Ops! Mi ero dimenticato che quest’anno ricorre il centenario della morte di Franz Kafka, uno dei miei autori preferiti! Tempo fa avevo scritto un raccontino ispirato alle sue opere e adesso lo voglio condividere con un piccolo gioco: nel racconto ci sono due riferimenti precisi a Kafka, chi riesce a trovarli?

La taccola di Kafran (parva tributa)
Kafran era un vagabondo. Girava per paesi, boschi, campagne senza mai fermarsi e trovando sempre qualcosa con cui sfamarsi nel suo peregrinare.
Un giorno, salendo per un monte, vide che davanti a sé si ergeva una muraglia di colore rosso, costruita con grandi rocce quadrate, tanto alta che pareva arrivare al cielo. In quel momento, una taccola gli si posò sulla spalla e si fermò lì.
Kafran girò la testa per guardare la taccola e la taccola girò la testa per guardare Kafran. Il vagabondo capì che quello era un segno che qualche spirito gli aveva mandato e decise di andare verso la muraglia. Quando ci arrivò davanti, si accorse che c’era una porta, una grande porta massiccia, di legno e di ferro, e davanti alla porta stava fermo e immobile un feroce Guardiano armato. Ebbe paura, ma la taccola gli beccò piano un orecchio per farlo andare avanti. Quando arrivò di fronte al Guardiano, gli chiese di farlo passare.
«No,» gli rispose il guardiano «questa porta deve stare chiusa. Però, ci sono altre porte lungo il muro e quelle non so se sono aperte.» Kafran annuì, e si avviò costeggiando la muraglia per arrivare all’altra porta. Fu un percorso lungo e alla fine Kafran dovette fermarsi per dormire.
Quando fu mattina, la taccola picchiettò leggermente la testa del vagabondo per svegliarlo e questo, alzatosi, riprese il cammino e poco dopo arrivò ad un’altra porta, anche questa massiccia e anche questa con davanti un Guardiano uguale al primo che aveva incontrato. Kafran chiese nuovamente se poteva passare, ma ottenne la stessa risposta del suo predecessore: quella porta era chiusa, ma c’erano altre porte, e non sapeva se quelle erano aperte.
Allora Kafran riprese la sua marcia, venne ancora notte e ancora si fermò a dormire. All’alba, venne svegliato dalla taccola e ricominciò il suo cammino fino ad arrivare ad una terza porta, sorvegliata da un Guardiano uguale agli altri due.

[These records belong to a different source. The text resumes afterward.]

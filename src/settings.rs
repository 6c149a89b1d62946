// SPDX-License-Identifier: MIT
//! Persisted key-value settings.
//!
//! Two flags live outside the in-memory store so they survive process
//! restarts: onboarding completion and the telemetry opt-out. They are
//! stored as string entries in `{data_dir}/settings.json` under fixed key
//! names. A missing or corrupt file reads as defaults.

use std::collections::HashMap;
use std::path::{Path, PathBuf};

use anyhow::{Context, Result};
use tracing::warn;

const ONBOARDING_COMPLETED_KEY: &str = "onboarding-completed";
const TELEMETRY_DISABLED_KEY: &str = "telemetry-disabled";

/// Handle to the settings file.
#[derive(Debug, Clone)]
pub struct Settings {
    path: PathBuf,
}

impl Settings {
    pub fn new(data_dir: &Path) -> Self {
        Self {
            path: data_dir.join("settings.json"),
        }
    }

    fn read(&self) -> HashMap<String, String> {
        let Ok(contents) = std::fs::read_to_string(&self.path) else {
            return HashMap::new();
        };
        match serde_json::from_str(&contents) {
            Ok(entries) => entries,
            Err(e) => {
                warn!(path = %self.path.display(), error = %e, "settings file unreadable — using defaults");
                HashMap::new()
            }
        }
    }

    fn write(&self, entries: &HashMap<String, String>) -> Result<()> {
        if let Some(parent) = self.path.parent() {
            std::fs::create_dir_all(parent)
                .with_context(|| format!("create settings dir {}", parent.display()))?;
        }
        let output = serde_json::to_string_pretty(entries)?;
        std::fs::write(&self.path, output)
            .with_context(|| format!("write settings file {}", self.path.display()))
    }

    fn set(&self, key: &str, value: String) -> Result<()> {
        let mut entries = self.read();
        entries.insert(key.to_string(), value);
        self.write(&entries)
    }

    /// Whether the onboarding flow has been completed on this machine.
    pub fn onboarding_completed(&self) -> bool {
        self.read().get(ONBOARDING_COMPLETED_KEY).map(String::as_str) == Some("true")
    }

    pub fn set_onboarding_completed(&self, completed: bool) -> Result<()> {
        self.set(ONBOARDING_COMPLETED_KEY, completed.to_string())
    }

    /// Whether the user opted out of anonymous telemetry.
    pub fn telemetry_disabled(&self) -> bool {
        self.read().get(TELEMETRY_DISABLED_KEY).map(String::as_str) == Some("true")
    }

    pub fn set_telemetry_disabled(&self, disabled: bool) -> Result<()> {
        self.set(TELEMETRY_DISABLED_KEY, disabled.to_string())
    }
}

#[cfg(test)]
mod tests {
    use super::*;
    use tempfile::TempDir;

    #[test]
    fn defaults_when_file_is_missing() {
        let tmp = TempDir::new().unwrap();
        let settings = Settings::new(tmp.path());
        assert!(!settings.onboarding_completed());
        assert!(!settings.telemetry_disabled());
    }

    #[test]
    fn flags_survive_a_new_handle() {
        let tmp = TempDir::new().unwrap();
        let settings = Settings::new(tmp.path());
        settings.set_onboarding_completed(true).unwrap();
        settings.set_telemetry_disabled(true).unwrap();

        // Fresh handle, same directory — models a process restart.
        let reopened = Settings::new(tmp.path());
        assert!(reopened.onboarding_completed());
        assert!(reopened.telemetry_disabled());
    }

    #[test]
    fn corrupt_file_reads_as_defaults() {
        let tmp = TempDir::new().unwrap();
        std::fs::write(tmp.path().join("settings.json"), "{not json").unwrap();
        let settings = Settings::new(tmp.path());
        assert!(!settings.onboarding_completed());
        // And writing afterwards repairs the file.
        settings.set_onboarding_completed(true).unwrap();
        assert!(settings.onboarding_completed());
    }

    #[test]
    fn writes_keep_other_keys() {
        let tmp = TempDir::new().unwrap();
        let settings = Settings::new(tmp.path());
        settings.set_onboarding_completed(true).unwrap();
        settings.set_telemetry_disabled(true).unwrap();
        settings.set_telemetry_disabled(false).unwrap();
        assert!(settings.onboarding_completed());
        assert!(!settings.telemetry_disabled());
    }
}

Anche a questo chiese di entrare, ma ricevette la stessa risposta e le stesse indicazioni degli altri.
Come aveva fatto in precedenza, Kafran si incamminò nuovamente, e venne notte, si fermò per dormire e la mattina dopo raggiunse una quarta porta, con un quarto Guardiano, e la storia in questo modo si ripetè per giorni e giorni, lune e lune, sotto il maglio del sole d’estate e sotto la gelida neve dell’inverno.
Una mattina però, quando Kafran arrivò davanti al Guardiano e gli chiese se poteva farlo entrare, ricevendone la solita risposta, il vagabondo rimase fermo senza badare alla taccola che gli beccava il collo per invitarlo a muoversi. Kafran aveva capito:
«Tu sei lo stesso Guardiano che ho incontrato il primo giorno. Vuol dire che la Muraglia è lunga ma c’è una porta sola, e io sto girando in cerchio da più di un anno, e mi trovo sempre davanti a te».
«No, ti sbagli.» rispose il guardiano «La muraglia è lunga, lunga, lunga e ci sono tante, tante, tante porte. Sono io che mentre tu dormi mi sposto fino alla prossima porta e ti aspetto là, perché io cammino in fretta, molto più in fretta di te, e non dormo mai.»
«Beh, sai cosa ti dico, Guardiano? Che io mi sono stancato e adesso me ne torno a girare per conto mio per paesi, boschi, campagne come facevo una volta.»
«Fai bene. Sei arrivato per conto tuo, per conto tuo puoi anche andartene. Io invece devo stare qua. E chissà quando arriverà qualcun altro».
Kafran annuì, guardò un’ultima volta il Guardiano, poi girò le spalle e si avviò per scendere a valle. La taccola, sbattendo le ali, lasciò la spalla del vagabondo e andò a posarsi su quella del Guardiano, il vero prigioniero senza prigione.
Allora? Avete capito quali sono i riferimenti di cui parlavo?